ACTION ITEM - Go through the entries below and work out how many lines include "head". Answer with the number only.
== Segment start ==
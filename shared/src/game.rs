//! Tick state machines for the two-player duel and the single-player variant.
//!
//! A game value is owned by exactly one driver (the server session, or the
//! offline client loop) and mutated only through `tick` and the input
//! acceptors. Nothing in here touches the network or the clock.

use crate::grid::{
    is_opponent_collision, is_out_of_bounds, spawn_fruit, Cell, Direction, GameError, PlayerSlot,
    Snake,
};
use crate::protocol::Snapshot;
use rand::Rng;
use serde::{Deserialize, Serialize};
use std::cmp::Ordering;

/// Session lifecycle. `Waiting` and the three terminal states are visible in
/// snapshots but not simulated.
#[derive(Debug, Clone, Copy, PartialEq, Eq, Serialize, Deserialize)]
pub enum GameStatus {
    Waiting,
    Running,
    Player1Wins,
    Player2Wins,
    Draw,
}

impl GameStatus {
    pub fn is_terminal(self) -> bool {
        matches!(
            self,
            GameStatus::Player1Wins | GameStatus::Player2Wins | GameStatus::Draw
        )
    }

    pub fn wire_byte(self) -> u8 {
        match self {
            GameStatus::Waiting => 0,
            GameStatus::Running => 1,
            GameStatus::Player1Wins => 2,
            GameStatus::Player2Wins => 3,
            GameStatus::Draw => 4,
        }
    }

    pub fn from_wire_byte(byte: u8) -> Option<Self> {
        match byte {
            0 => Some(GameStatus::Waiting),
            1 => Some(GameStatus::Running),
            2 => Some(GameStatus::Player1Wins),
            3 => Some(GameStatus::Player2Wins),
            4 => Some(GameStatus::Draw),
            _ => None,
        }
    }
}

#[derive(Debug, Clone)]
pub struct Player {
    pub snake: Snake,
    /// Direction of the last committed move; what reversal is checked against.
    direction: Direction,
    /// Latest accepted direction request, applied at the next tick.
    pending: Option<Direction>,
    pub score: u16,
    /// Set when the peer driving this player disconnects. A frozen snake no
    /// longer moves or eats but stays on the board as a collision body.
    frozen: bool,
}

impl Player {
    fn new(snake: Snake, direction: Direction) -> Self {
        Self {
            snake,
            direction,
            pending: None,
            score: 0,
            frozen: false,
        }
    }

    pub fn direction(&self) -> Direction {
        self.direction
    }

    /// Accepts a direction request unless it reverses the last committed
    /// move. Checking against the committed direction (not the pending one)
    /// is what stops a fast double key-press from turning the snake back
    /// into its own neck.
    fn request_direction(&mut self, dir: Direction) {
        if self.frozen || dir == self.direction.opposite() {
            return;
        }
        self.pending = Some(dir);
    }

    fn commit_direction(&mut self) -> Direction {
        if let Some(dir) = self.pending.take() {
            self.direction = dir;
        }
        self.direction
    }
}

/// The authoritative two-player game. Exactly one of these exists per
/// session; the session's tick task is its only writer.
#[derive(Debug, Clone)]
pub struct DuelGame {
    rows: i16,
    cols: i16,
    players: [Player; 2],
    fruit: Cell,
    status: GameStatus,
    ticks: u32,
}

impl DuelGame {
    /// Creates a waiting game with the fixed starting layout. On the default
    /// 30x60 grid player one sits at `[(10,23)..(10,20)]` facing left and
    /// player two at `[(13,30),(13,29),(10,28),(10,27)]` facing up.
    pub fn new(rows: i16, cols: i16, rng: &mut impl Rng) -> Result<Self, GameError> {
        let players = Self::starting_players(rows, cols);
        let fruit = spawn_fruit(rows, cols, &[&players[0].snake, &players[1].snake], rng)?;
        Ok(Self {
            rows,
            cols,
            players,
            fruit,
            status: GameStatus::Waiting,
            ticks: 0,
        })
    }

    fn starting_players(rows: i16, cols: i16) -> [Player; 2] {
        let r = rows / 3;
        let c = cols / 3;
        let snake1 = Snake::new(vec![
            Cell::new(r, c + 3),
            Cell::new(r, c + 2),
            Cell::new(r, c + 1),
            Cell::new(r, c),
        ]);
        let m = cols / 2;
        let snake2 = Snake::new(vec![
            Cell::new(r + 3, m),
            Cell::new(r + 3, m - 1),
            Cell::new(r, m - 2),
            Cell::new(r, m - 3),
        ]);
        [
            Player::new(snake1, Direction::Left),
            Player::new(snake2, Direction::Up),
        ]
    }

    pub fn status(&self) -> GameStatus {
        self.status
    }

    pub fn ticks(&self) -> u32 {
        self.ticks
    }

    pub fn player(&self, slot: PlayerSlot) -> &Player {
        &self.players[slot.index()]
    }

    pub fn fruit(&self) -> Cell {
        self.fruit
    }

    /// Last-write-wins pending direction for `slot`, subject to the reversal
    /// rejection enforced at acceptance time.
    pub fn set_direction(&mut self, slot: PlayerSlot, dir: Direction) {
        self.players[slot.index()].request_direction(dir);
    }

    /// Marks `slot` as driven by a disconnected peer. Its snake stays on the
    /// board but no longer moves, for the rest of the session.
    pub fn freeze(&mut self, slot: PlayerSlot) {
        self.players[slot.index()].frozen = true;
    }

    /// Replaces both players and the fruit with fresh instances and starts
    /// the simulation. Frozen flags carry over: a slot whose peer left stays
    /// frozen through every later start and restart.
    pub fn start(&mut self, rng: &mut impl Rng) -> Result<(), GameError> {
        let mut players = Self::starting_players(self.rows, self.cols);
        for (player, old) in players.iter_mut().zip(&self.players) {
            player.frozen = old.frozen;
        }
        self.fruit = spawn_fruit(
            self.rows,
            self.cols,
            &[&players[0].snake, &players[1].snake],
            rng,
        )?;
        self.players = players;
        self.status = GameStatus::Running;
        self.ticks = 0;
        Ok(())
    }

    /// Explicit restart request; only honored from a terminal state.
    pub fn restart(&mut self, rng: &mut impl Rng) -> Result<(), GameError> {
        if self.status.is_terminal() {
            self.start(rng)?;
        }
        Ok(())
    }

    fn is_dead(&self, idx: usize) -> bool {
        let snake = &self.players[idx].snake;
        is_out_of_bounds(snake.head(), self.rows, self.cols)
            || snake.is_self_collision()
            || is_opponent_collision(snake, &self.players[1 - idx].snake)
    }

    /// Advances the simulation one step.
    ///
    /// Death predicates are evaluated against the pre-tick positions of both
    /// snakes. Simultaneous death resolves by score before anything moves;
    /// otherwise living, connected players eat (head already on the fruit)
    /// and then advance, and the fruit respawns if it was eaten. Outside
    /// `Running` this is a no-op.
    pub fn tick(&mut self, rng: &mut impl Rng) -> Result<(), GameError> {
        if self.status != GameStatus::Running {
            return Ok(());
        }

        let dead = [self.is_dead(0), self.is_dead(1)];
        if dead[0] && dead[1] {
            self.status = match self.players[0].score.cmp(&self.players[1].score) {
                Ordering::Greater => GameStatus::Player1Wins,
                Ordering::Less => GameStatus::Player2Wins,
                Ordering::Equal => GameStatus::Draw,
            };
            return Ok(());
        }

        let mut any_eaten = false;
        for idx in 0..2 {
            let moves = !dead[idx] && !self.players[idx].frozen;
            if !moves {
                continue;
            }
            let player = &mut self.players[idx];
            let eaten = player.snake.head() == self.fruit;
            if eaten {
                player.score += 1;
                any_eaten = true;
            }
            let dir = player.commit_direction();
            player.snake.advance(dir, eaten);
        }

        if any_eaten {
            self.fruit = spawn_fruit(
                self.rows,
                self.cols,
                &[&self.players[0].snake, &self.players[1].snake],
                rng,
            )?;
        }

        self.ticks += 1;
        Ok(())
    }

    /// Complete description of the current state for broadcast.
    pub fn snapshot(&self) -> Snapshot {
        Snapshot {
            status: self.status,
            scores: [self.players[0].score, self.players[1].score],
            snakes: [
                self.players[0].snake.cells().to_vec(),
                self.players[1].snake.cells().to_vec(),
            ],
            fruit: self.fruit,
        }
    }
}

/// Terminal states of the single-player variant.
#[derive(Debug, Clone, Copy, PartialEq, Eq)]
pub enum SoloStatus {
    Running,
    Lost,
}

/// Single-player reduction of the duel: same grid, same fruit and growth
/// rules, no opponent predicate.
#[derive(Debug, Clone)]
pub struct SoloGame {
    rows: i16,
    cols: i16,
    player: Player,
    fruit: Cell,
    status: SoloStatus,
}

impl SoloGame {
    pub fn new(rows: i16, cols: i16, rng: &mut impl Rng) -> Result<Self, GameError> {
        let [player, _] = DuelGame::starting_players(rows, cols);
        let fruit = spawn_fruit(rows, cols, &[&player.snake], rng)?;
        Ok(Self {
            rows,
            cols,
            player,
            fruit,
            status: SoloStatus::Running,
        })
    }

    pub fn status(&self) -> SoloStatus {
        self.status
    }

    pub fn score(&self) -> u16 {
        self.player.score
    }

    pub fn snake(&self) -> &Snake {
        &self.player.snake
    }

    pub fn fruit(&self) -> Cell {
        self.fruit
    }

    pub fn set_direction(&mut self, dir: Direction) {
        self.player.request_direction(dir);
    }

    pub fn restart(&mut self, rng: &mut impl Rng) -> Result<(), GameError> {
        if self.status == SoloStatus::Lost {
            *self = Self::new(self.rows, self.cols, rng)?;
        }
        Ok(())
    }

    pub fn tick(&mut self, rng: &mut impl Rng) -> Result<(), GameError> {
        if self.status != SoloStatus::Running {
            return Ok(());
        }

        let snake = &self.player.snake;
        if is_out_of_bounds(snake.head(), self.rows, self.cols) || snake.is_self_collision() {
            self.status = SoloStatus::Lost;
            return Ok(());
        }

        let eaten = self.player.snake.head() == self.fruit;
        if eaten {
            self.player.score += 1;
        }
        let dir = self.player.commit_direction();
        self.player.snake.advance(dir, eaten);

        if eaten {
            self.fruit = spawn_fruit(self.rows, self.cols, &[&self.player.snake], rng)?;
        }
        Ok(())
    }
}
== Segment end ==
SOLUTION TO THIS EXERCISE - 5